Les coraux, archives des océans
Pour établir ce lien, les scientifiques ont analysé des carottes de corail provenant de diverses régions des Caraïbes. Les coraux sont des archives naturelles précieuses. En grandissant, ils incorporent les signatures chimiques de l'eau dans leurs squelettes calcaires. L'analyse des couches de croissance annuelles des coraux permet de reconstituer les changements de composition chimique de l'océan sur des siècles.
Les chercheurs ont mesuré la composition isotopique de l'azote dans ces coraux pour reconstruire la quantité d'azote fixée par les micro-organismes marins au cours des 120 dernières années. La fixation d'azote par les bactéries modifie le rapport des isotopes stables de l'azote 15N et 14N dans l'océan. Des périodes de faible rapport 15N/14N dans les couches de corail indiquent des taux élevés de fixation d'azote.
Qu'est-ce que la fixation d'azote?
La fixation d'azote est un processus par lequel l'azote gazeux de l'atmosphère est converti en ammoniac ou en d'autres composés azotés utilisables par les organismes vivants. Les cyanobactéries sont des acteurs clés de ce processus dans les écosystèmes marins, enrichissant l'eau en nutriments essentiels.
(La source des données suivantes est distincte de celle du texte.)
pub mod config;
pub mod db;
pub mod dialect;
pub mod error;
pub mod executor;
pub mod guard;
pub mod llm;
pub mod orchestrator;
pub mod output;
pub mod schema;
pub mod schema_rag;

pub use config::{Config, ConfigUpdate};
pub use dialect::Dialect;
pub use error::{ErrorKind, Result, Text2SqlError};
pub use guard::{Rejection, SqlGuard, ValidatedSql};
pub use orchestrator::{
    BatchItemResult, BatchOptions, Orchestrator, ProgressListener, QueryOutcome, RunOptions, Stage,
};
pub use schema::{SchemaCatalog, SchemaSnapshot};
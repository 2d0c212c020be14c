//! Context Index
//!
//! Holds an immutable snapshot of grounding documents and answers top-K
//! relevance queries, by embedding similarity when a backend is configured
//! and by lexical token counting otherwise.

use crate::schema_rag::embedder::{cosine_similarity, Embedder, Embedding};
use std::cmp::Ordering;
use std::sync::Arc;
use tracing::{debug, info, warn};

/// Documents plus their embeddings, if similarity mode is active.
#[derive(Debug, Default)]
pub struct IndexSnapshot {
    documents: Vec<String>,
    embeddings: Option<Vec<Embedding>>,
}

impl IndexSnapshot {
    pub fn documents(&self) -> &[String] {
        &self.documents
    }

    pub fn has_similarity(&self) -> bool {
        self.embeddings.is_some()
    }
}

#[derive(Debug, Clone, Copy, PartialEq, Eq)]
pub enum RetrievalMode {
    Similarity,
    Lexical,
}

pub struct ContextIndex {
    snapshot: Arc<IndexSnapshot>,
    embedder: Option<Arc<dyn Embedder>>,
}

impl Default for ContextIndex {
    fn default() -> Self {
        Self::new(None)
    }
}

impl ContextIndex {
    pub fn new(embedder: Option<Arc<dyn Embedder>>) -> Self {
        Self {
            snapshot: Arc::new(IndexSnapshot::default()),
            embedder,
        }
    }

    /// Replaces the whole index. Embedding failures degrade to lexical mode.
    pub async fn build(&mut self, documents: Vec<String>) {
        let embeddings = match self.embedder {
            Some(ref embedder) if !documents.is_empty() => match embedder.embed(&documents).await {
                Ok(vectors) => Some(vectors),
                Err(e) => {
                    warn!("Embedding build failed, using lexical retrieval: {}", e);
                    None
                }
            },
            _ => None,
        };

        let snapshot = IndexSnapshot {
            documents,
            embeddings,
        };
        info!(
            "Built context index with {} documents ({:?} mode)",
            snapshot.documents.len(),
            if snapshot.has_similarity() {
                RetrievalMode::Similarity
            } else {
                RetrievalMode::Lexical
            }
        );
        self.snapshot = Arc::new(snapshot);
    }

    pub fn snapshot(&self) -> Arc<IndexSnapshot> {
        Arc::clone(&self.snapshot)
    }

    pub fn len(&self) -> usize {
        self.snapshot.documents.len()
    }

    pub fn is_empty(&self) -> bool {
        self.snapshot.documents.is_empty()
    }

    pub fn mode(&self) -> RetrievalMode {
        if self.snapshot.has_similarity() {
            RetrievalMode::Similarity
        } else {
            RetrievalMode::Lexical
        }
    }

    /// At most `top_k` documents, most relevant first.
    pub async fn query(&self, question: &str, top_k: usize) -> Vec<String> {
        let snapshot = self.snapshot();
        if top_k == 0 || snapshot.documents.is_empty() {
            return Vec::new();
        }

        if let (Some(embedder), Some(embeddings)) = (&self.embedder, &snapshot.embeddings) {
            match embedder.embed_one(question).await {
                Ok(query_vec) => {
                    return similarity_rank(&snapshot.documents, embeddings, &query_vec, top_k);
                }
                Err(e) => debug!("Query embedding failed, falling back to lexical: {}", e),
            }
        }

        lexical_rank(&snapshot.documents, question, top_k)
    }
}

pub fn similarity_rank(
    documents: &[String],
    embeddings: &[Embedding],
    query: &[f32],
    top_k: usize,
) -> Vec<String> {
    let mut scored: Vec<(usize, f32)> = embeddings
        .iter()
        .enumerate()
        .map(|(idx, e)| (idx, cosine_similarity(e, query)))
        .collect();
    // Stable sort keeps original order among equal scores.
    scored.sort_by(|a, b| b.1.partial_cmp(&a.1).unwrap_or(Ordering::Equal));
    scored
        .into_iter()
        .take(top_k)
        .filter_map(|(idx, _)| documents.get(idx).cloned())
        .collect()
}

/// Counts whitespace-separated question tokens found in each document
/// (case-insensitive substring); drops zero scores.
pub fn lexical_rank(documents: &[String], question: &str, top_k: usize) -> Vec<String> {
    let question = question.to_lowercase();
    let tokens: Vec<&str> = question.split_whitespace().collect();

    let mut scored: Vec<(usize, &String)> = documents
        .iter()
        .map(|doc| {
            let lowered = doc.to_lowercase();
            let score = tokens.iter().filter(|tok| lowered.contains(**tok)).count();
            (score, doc)
        })
        .collect();
    scored.sort_by(|a, b| b.0.cmp(&a.0));

    scored
        .into_iter()
        .take(top_k)
        .filter(|(score, _)| *score > 0)
        .map(|(_, doc)| doc.clone())
        .collect()
}

#[cfg(test)]
mod tests {
    use super::*;
    use crate::error::{Result, Text2SqlError};
    use async_trait::async_trait;

    /// Embeds by counting a fixed vocabulary; fails on demand.
    struct VocabEmbedder {
        vocab: Vec<&'static str>,
        fail_queries: bool,
    }

    #[async_trait]
    impl Embedder for VocabEmbedder {
        async fn embed(&self, texts: &[String]) -> Result<Vec<Embedding>> {
            if self.fail_queries && texts.len() == 1 {
                return Err(Text2SqlError::Generation("offline".to_string()));
            }
            Ok(texts
                .iter()
                .map(|t| {
                    let t = t.to_lowercase();
                    self.vocab
                        .iter()
                        .map(|w| t.matches(w).count() as f32)
                        .collect()
                })
                .collect())
        }
    }

    fn docs(items: &[&str]) -> Vec<String> {
        items.iter().map(|s| s.to_string()).collect()
    }

    #[test]
    fn test_lexical_match_and_miss() {
        let documents = docs(&["table orders: id, total"]);
        assert_eq!(
            lexical_rank(&documents, "orders total", 5),
            vec!["table orders: id, total".to_string()]
        );
        assert!(lexical_rank(&documents, "nonexistent", 5).is_empty());
    }

    #[test]
    fn test_lexical_orders_by_score_then_position() {
        let documents = docs(&[
            "table customers: id, name",
            "table orders: id, customer_id, total",
            "table payments: id, order_id, total",
        ]);
        let ranked = lexical_rank(&documents, "ORDERS Total", 5);
        assert_eq!(
            ranked,
            docs(&[
                "table orders: id, customer_id, total",
                "table payments: id, order_id, total",
            ])
        );
        assert_eq!(lexical_rank(&documents, "id", 2).len(), 2);
        assert_eq!(lexical_rank(&documents, "id", 2)[0], documents[0]);
    }

    #[tokio::test]
    async fn test_index_without_backend_uses_lexical() {
        let mut index = ContextIndex::new(None);
        index.build(docs(&["table orders: id, total"])).await;
        assert_eq!(index.mode(), RetrievalMode::Lexical);
        assert_eq!(index.query("orders total", 5).await.len(), 1);
        assert!(index.query("nonexistent", 5).await.is_empty());
    }

    #[tokio::test]
    async fn test_similarity_mode_ranks_by_score() {
        let embedder = Arc::new(VocabEmbedder {
            vocab: vec!["pizza", "order", "customer"],
            fail_queries: false,
        });
        let mut index = ContextIndex::new(Some(embedder));
        index
            .build(docs(&[
                "table customer: id, name",
                "table pizza: id, name, price",
                "table order_items: order_id, pizza_id",
            ]))
            .await;
        assert_eq!(index.mode(), RetrievalMode::Similarity);

        let result = index.query("which pizza sells best", 1).await;
        assert_eq!(result, docs(&["table pizza: id, name, price"]));
    }

    #[tokio::test]
    async fn test_similarity_ties_keep_document_order() {
        let embedder = Arc::new(VocabEmbedder {
            vocab: vec!["pizza"],
            fail_queries: false,
        });
        let mut index = ContextIndex::new(Some(embedder));
        index
            .build(docs(&["table a: pizza", "table b: pizza", "table c: salad"]))
            .await;
        assert_eq!(
            index.query("pizza", 2).await,
            docs(&["table a: pizza", "table b: pizza"])
        );

        index
            .build(docs(&["table b: pizza", "table a: pizza"]))
            .await;
        assert_eq!(
            index.query("pizza", 5).await,
            docs(&["table b: pizza", "table a: pizza"])
        );
    }

    #[tokio::test]
    async fn test_query_embedding_failure_falls_back() {
        let embedder = Arc::new(VocabEmbedder {
            vocab: vec!["orders"],
            fail_queries: true,
        });
        let mut index = ContextIndex::new(Some(embedder));
        index.build(docs(&["table orders: id", "table users: id"])).await;

        let result = index.query("orders", 5).await;
        assert_eq!(result, docs(&["table orders: id"]));
    }

    #[tokio::test]
    async fn test_rebuild_replaces_snapshot() {
        let mut index = ContextIndex::new(None);
        index.build(docs(&["table a: x"])).await;
        let before = index.snapshot();
        index.build(docs(&["table b: y", "table c: z"])).await;

        assert_eq!(before.documents(), docs(&["table a: x"]).as_slice());
        assert_eq!(index.len(), 2);
    }
}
Couplage entre croissance des algues et fixation d'azote
Depuis 2011, la croissance des algues et la fixation d'azote sont étroitement liées. Jonathan Jung a noté que les valeurs maximales et minimales des données sur la croissance des algues et la fixation d'azote sont parfaitement alignées depuis cette année-là. Ce couplage est significatif car en 2010, de forts vents ont déplacé pour la première fois les sargasses de la mer des Sargasses vers l'Atlantique tropical.
L'équipe de recherche a écarté d'autres théories. Par exemple, l'apport de poussière saharienne riche en fer, souvent transportée de l'Afrique vers l'Atlantique, ne correspondait pas à la biomasse des sargasses. De même, les apports de nutriments des fleuves Amazone ou Orénoque n'ont pas montré de corrélation avec les observations des proliférations.
Chronologie
Depuis 2011, la croissance des sargasses et la fixation d'azote sont systématiquement couplées.
Améliorer les prévisions futures
Le nouveau mécanisme décrit par les chercheurs met en évidence le phosphore des eaux profondes et l'azote de la fixation comme les moteurs des proliférations observées ces dernières décennies. « Notre mécanisme explique la variabilité de la croissance des sargasses mieux que toutes les approches précédentes », affirme Jonathan Jung. Il précise toutefois qu'il existe encore des incertitudes quant au rôle d'autres facteurs.
L'approvisionnement en phosphore est influencé par des températures de surface de la mer plus froides dans l'Atlantique Nord tropical et plus chaudes dans l'Atlantique Sud. Ces variations de température entraînent des changements de pression atmosphérique, provoquant des anomalies éoliennes qui déplacent l'eau de surface et permettent aux eaux profondes riches en phosphore de remonter.
Observer les vents, les températures de la mer et les changements de courants ascendants dans l'Atlantique équatorial peut donc améliorer les prévisions de croissance des sargasses. Alfredo Martínez-García, chef de groupe à l'Institut Max Planck de chimie et auteur principal de l'étude, souligne que l'avenir des sargasses dans l'Atlantique tropical dépendra de la manière dont le réchauffement climatique affectera les processus d'approvisionnement en phosphore.
Son équipe prévoit de recueillir de nouvelles données coralliennes à différents endroits des Caraïbes pour affiner cette compréhension. Ces découvertes pourraient aider à atténuer les impacts des proliférations sur les écosystèmes récifaux et les communautés côtières des Caraïbes.